Tompall Glaser, Country Artist in Outlaw Movement, Dies at 79
Tompall Glaser, a key figure in country music’s outlaw movement of the 1970s, died on Tuesday on his way to a hospital in Nashville. He was 79. His death was confirmed by his nephew Louis Glaser, who did not specify the cause.
Mr. Glaser was one of four Nashville performers, along with Willie Nelson, Waylon Jennings and Jessi Colter, featured on the 1976 compilation “Wanted! The Outlaws,” the first album in the history of country music to be certified platinum for sales of one million copies.
The album, which all but single-handedly introduced Nashville’s expression of the freewheeling outlaw spirit to the popular mainstream, included Mr. Glaser’s husky-voiced version of Shel Silverstein’s “Put Another Log on the Fire (Male Chauvinist National Anthem).”
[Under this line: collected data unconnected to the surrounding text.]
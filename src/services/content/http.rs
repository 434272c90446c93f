//! HTTP implementation of [`ContentStore`] against the managed content API.
//!
//! Endpoints:
//! - `GET  {base}/data/query/{dataset}?query=...&$name=<json>`
//! - `POST {base}/data/mutate/{dataset}` with `{ "mutations": [...] }`
//! - `POST {base}/assets/{files|images}/{dataset}?filename=...`
//!
//! Query parameters are JSON-encoded (a string parameter goes over the wire
//! quoted). Responses arrive in a `{ "result": ... }` / `{ "document": ... }`
//! envelope. All requests carry the dataset token as a bearer header and are
//! bounded by the configured timeout.

use async_trait::async_trait;
use secrecy::{ExposeSecret, SecretString};
use serde::Deserialize;
use serde_json::Value;

use crate::config::Config;
use crate::services::content::client::{
    AssetKind, AssetRef, ContentError, ContentResult, ContentStore, Mutation,
};

#[derive(Clone)]
pub struct HttpContentStore {
    client: reqwest::Client,
    base_url: String,
    dataset: String,
    token: SecretString,
}

impl std::fmt::Debug for HttpContentStore {
    fn fmt(&self, f: &mut std::fmt::Formatter<'_>) -> std::fmt::Result {
        // Do not print the token
        f.debug_struct("HttpContentStore")
            .field("base_url", &self.base_url)
            .field("dataset", &self.dataset)
            .finish()
    }
}

#[derive(Debug, Deserialize)]
struct QueryEnvelope {
    result: Option<Value>,
}

#[derive(Debug, Deserialize)]
struct AssetEnvelope {
    document: AssetRef,
}

impl From<reqwest::Error> for ContentError {
    fn from(error: reqwest::Error) -> Self {
        if error.is_timeout() {
            ContentError::Timeout
        } else if error.is_connect() {
            ContentError::Connection(error.to_string())
        } else if error.is_decode() {
            ContentError::Decode(error.to_string())
        } else {
            ContentError::Request(error.to_string())
        }
    }
}

impl HttpContentStore {
    pub fn new(config: &Config) -> ContentResult<Self> {
        let client = reqwest::Client::builder()
            .timeout(config.content_api_timeout)
            .build()
            .map_err(|e| ContentError::Request(e.to_string()))?;

        Ok(Self {
            client,
            base_url: config
                .content_api_base_url
                .as_str()
                .trim_end_matches('/')
                .to_string(),
            dataset: config.content_api_dataset.clone(),
            token: config.content_api_token.clone(),
        })
    }

    fn endpoint(&self, area: &str, segment: Option<&str>) -> String {
        match segment {
            Some(segment) => format!("{}/{}/{}/{}", self.base_url, area, segment, self.dataset),
            None => format!("{}/{}/{}", self.base_url, area, self.dataset),
        }
    }

    async fn check_status(response: reqwest::Response) -> ContentResult<reqwest::Response> {
        let status = response.status();
        if status.is_success() {
            return Ok(response);
        }
        let message = response.text().await.unwrap_or_default();
        Err(ContentError::Status {
            status: status.as_u16(),
            message,
        })
    }
}

#[async_trait]
impl ContentStore for HttpContentStore {
    fn backend_name(&self) -> &'static str {
        "content-api"
    }

    async fn fetch(&self, query: &str, params: &[(&str, Value)]) -> ContentResult<Value> {
        let mut pairs: Vec<(String, String)> = vec![("query".to_string(), query.to_string())];
        for (name, value) in params {
            // Parameters are JSON-encoded on the wire: $userId="abc"
            let encoded = serde_json::to_string(value)
                .map_err(|e| ContentError::Request(e.to_string()))?;
            pairs.push((format!("${name}"), encoded));
        }

        let response = self
            .client
            .get(self.endpoint("data/query", None))
            .bearer_auth(self.token.expose_secret())
            .query(&pairs)
            .send()
            .await?;
        let response = Self::check_status(response).await?;

        let envelope: QueryEnvelope = response.json().await?;
        Ok(envelope.result.unwrap_or(Value::Null))
    }

    async fn mutate(&self, mutations: &[Mutation]) -> ContentResult<()> {
        let body = serde_json::json!({
            "mutations": mutations.iter().map(Mutation::to_wire).collect::<Vec<_>>(),
        });

        let response = self
            .client
            .post(self.endpoint("data/mutate", None))
            .bearer_auth(self.token.expose_secret())
            .json(&body)
            .send()
            .await?;
        Self::check_status(response).await?;

        Ok(())
    }

    async fn upload_asset(
        &self,
        kind: AssetKind,
        filename: &str,
        content_type: &str,
        bytes: Vec<u8>,
    ) -> ContentResult<AssetRef> {
        let response = self
            .client
            .post(self.endpoint("assets", Some(kind.path_segment())))
            .bearer_auth(self.token.expose_secret())
            .query(&[("filename", filename)])
            .header(reqwest::header::CONTENT_TYPE, content_type)
            .body(bytes)
            .send()
            .await?;
        let response = Self::check_status(response).await?;

        let envelope: AssetEnvelope = response.json().await?;
        Ok(envelope.document)
    }
}
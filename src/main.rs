/*
 * Responsibility
 * - tokio runtime entry point
 * - app::run() only (no logic here)
 */
use anyhow::Result;

mod api;
mod app;
mod config;
mod error;
mod middleware;
mod repos;
mod services;
mod state;

#[tokio::main]
async fn main() -> Result<()> {
    app::run().await
}
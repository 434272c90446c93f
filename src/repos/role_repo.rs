/*
 * Responsibility
 * - The Role Lookup half of the RBAC gate: point query userId -> role
 * - Validates the stored role string against the closed enumeration here,
 *   at the boundary; an unrecognized value is NotFound, never passed along
 */
use serde::Deserialize;
use serde_json::json;

use crate::repos::{decode_opt, error::RepoError};
use crate::services::access::Role;
use crate::services::content::ContentStore;

const ROLE_QUERY: &str = r#"*[_type == "user" && userId == $userId][0]{ userId, role }"#;

#[derive(Debug, Deserialize)]
struct RoleDoc {
    role: Option<String>,
}

/// Look up the durable role assignment for an identity.
///
/// `Ok(None)` covers both "no user document" and "role value outside the
/// enumeration" — the gate treats them the same way.
pub async fn lookup(store: &dyn ContentStore, user_id: &str) -> Result<Option<Role>, RepoError> {
    let result = store
        .fetch(ROLE_QUERY, &[("userId", json!(user_id))])
        .await?;

    let Some(doc) = decode_opt::<RoleDoc>(result)? else {
        return Ok(None);
    };

    let role = doc.role.as_deref().and_then(Role::from_store_value);
    if role.is_none() {
        tracing::debug!(user_id, raw = ?doc.role, "role value outside the enumeration");
    }
    Ok(role)
}

#[cfg(test)]
mod tests {
    use super::*;
    use crate::services::content::{AssetKind, AssetRef, ContentError, ContentResult, Mutation};
    use async_trait::async_trait;
    use serde_json::Value;

    /// Stub store that answers every fetch with a fixed value (or error).
    struct StubStore {
        result: Result<Value, &'static str>,
    }

    #[async_trait]
    impl ContentStore for StubStore {
        fn backend_name(&self) -> &'static str {
            "stub"
        }

        async fn fetch(&self, _query: &str, _params: &[(&str, Value)]) -> ContentResult<Value> {
            match &self.result {
                Ok(value) => Ok(value.clone()),
                Err(msg) => Err(ContentError::Connection(msg.to_string())),
            }
        }

        async fn mutate(&self, _mutations: &[Mutation]) -> ContentResult<()> {
            Ok(())
        }

        async fn upload_asset(
            &self,
            _kind: AssetKind,
            _filename: &str,
            _content_type: &str,
            _bytes: Vec<u8>,
        ) -> ContentResult<AssetRef> {
            unimplemented!("not used in role lookup tests")
        }
    }

    #[tokio::test]
    async fn known_role_is_parsed() {
        let store = StubStore {
            result: Ok(json!({ "userId": "u1", "role": "lecturer" })),
        };
        assert_eq!(lookup(&store, "u1").await.unwrap(), Some(Role::Lecturer));
    }

    #[tokio::test]
    async fn legacy_spelling_is_canonicalized() {
        let store = StubStore {
            result: Ok(json!({ "userId": "u1", "role": "superAdmin" })),
        };
        assert_eq!(lookup(&store, "u1").await.unwrap(), Some(Role::Superadmin));
    }

    #[tokio::test]
    async fn missing_document_is_none() {
        let store = StubStore {
            result: Ok(Value::Null),
        };
        assert_eq!(lookup(&store, "u1").await.unwrap(), None);
    }

    #[tokio::test]
    async fn out_of_enumeration_value_is_none() {
        let store = StubStore {
            result: Ok(json!({ "userId": "u1", "role": "wizard" })),
        };
        assert_eq!(lookup(&store, "u1").await.unwrap(), None);
    }

    #[tokio::test]
    async fn store_error_propagates_as_error() {
        let store = StubStore {
            result: Err("connection refused"),
        };
        assert!(lookup(&store, "u1").await.is_err());
    }
}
Mr. Glaser and his younger brothers, Jim and Chuck, had earlier opened Glaser Sound Studios, an artists’ haven off Nashville’s Music Row commonly referred to as Hillbilly Central. Renowned for allowing musicians free rein in the studio — and not producers, as was then the custom in Nashville — Hillbilly Central produced outlaw touchstones like Jennings’s 1975 classic “Dreaming My Dreams” and Kinky Friedman’s 1973 debut album, “Sold American.” Kris Kristofferson, Billy Joe Shaver and Bobby Bare, for whom Mr. Glaser and Harlan Howard wrote “The Streets of Baltimore,” a No. 1 country hit in 1966, made landmark recordings there as well.
Mr. Glaser and his brothers also established their own publishing company, advocating for songwriters to retain ownership and control of their material. Among their earliest signings was John Hartford, the singer and banjo player whose original composition “Gentle on My Mind” won Grammy Awards for both him and Glen Campbell in 1968.
“Tompall was way ahead of the game in terms of artist rights and taking control of the creative process and encouraging people to do what was in their heart and soul,” the Grammy-winning Nashville producer Kyle Lehning said in the 2012 documentary “The Story of the Glaser Brothers: From Nebraska Ranchers to Nashville Rebels.”
Thomas Paul Glaser was born on Sept. 3, 1933, in Spalding, Neb., and spent his childhood on a 1,200-acre farm northeast of there. He and his brothers performed widely in the eastern half of the state and later hosted a local radio show before appearing on Arthur Godfrey’s network television show in 1957 and attracting the attention of the country singer Marty Robbins, who hired them to sing harmony in his road band.
Two years later Mr. Glaser and his brothers moved to Nashville, where they toured with Johnny Cash and sang harmony on his 1963 hit “Ring of Fire” and on Robbins’s 1959 No. 1 single “El Paso.” Usually billed as Tompall and the Glaser Brothers, the trio recorded as a folk act for Decca before they moved to MGM, for which they had 12 Top 40 country hits. Named vocal group of the year by the Country Music Association in 1970, Mr. Glaser and his brothers had their first Top 10 country single the next year with “Rings.”
The group disbanded in 1973, after which Mr. Glaser released a series of solo albums that incorporated a mix of western swing, rockabilly and New Orleans rhythm and blues that he called “discobilly.”
Mr. Glaser and his brothers briefly reunited in the late 1970s and achieved their greatest commercial success with a version of Mr. Kristofferson’s “Lovin’ Her Was Easier (Than Anything I’ll Ever Do Again),” a No. 2 country hit in 1981.
Mr. Glaser’s young brothers survive him, as do his wife of 36 years, June; a sister, Eleanor; and an older brother, John.
Mr. Glaser might not have achieved popularity akin to that of the other performers who appeared with him on “Wanted!,” but his work regularly garnered critical acclaim. In his book “The Best of Country Music,” John Morthland argued that Mr. Glaser’s 1973 solo album “Charlie” could be considered the “first bona fide outlaw album” and that “the title song should have become a standard.”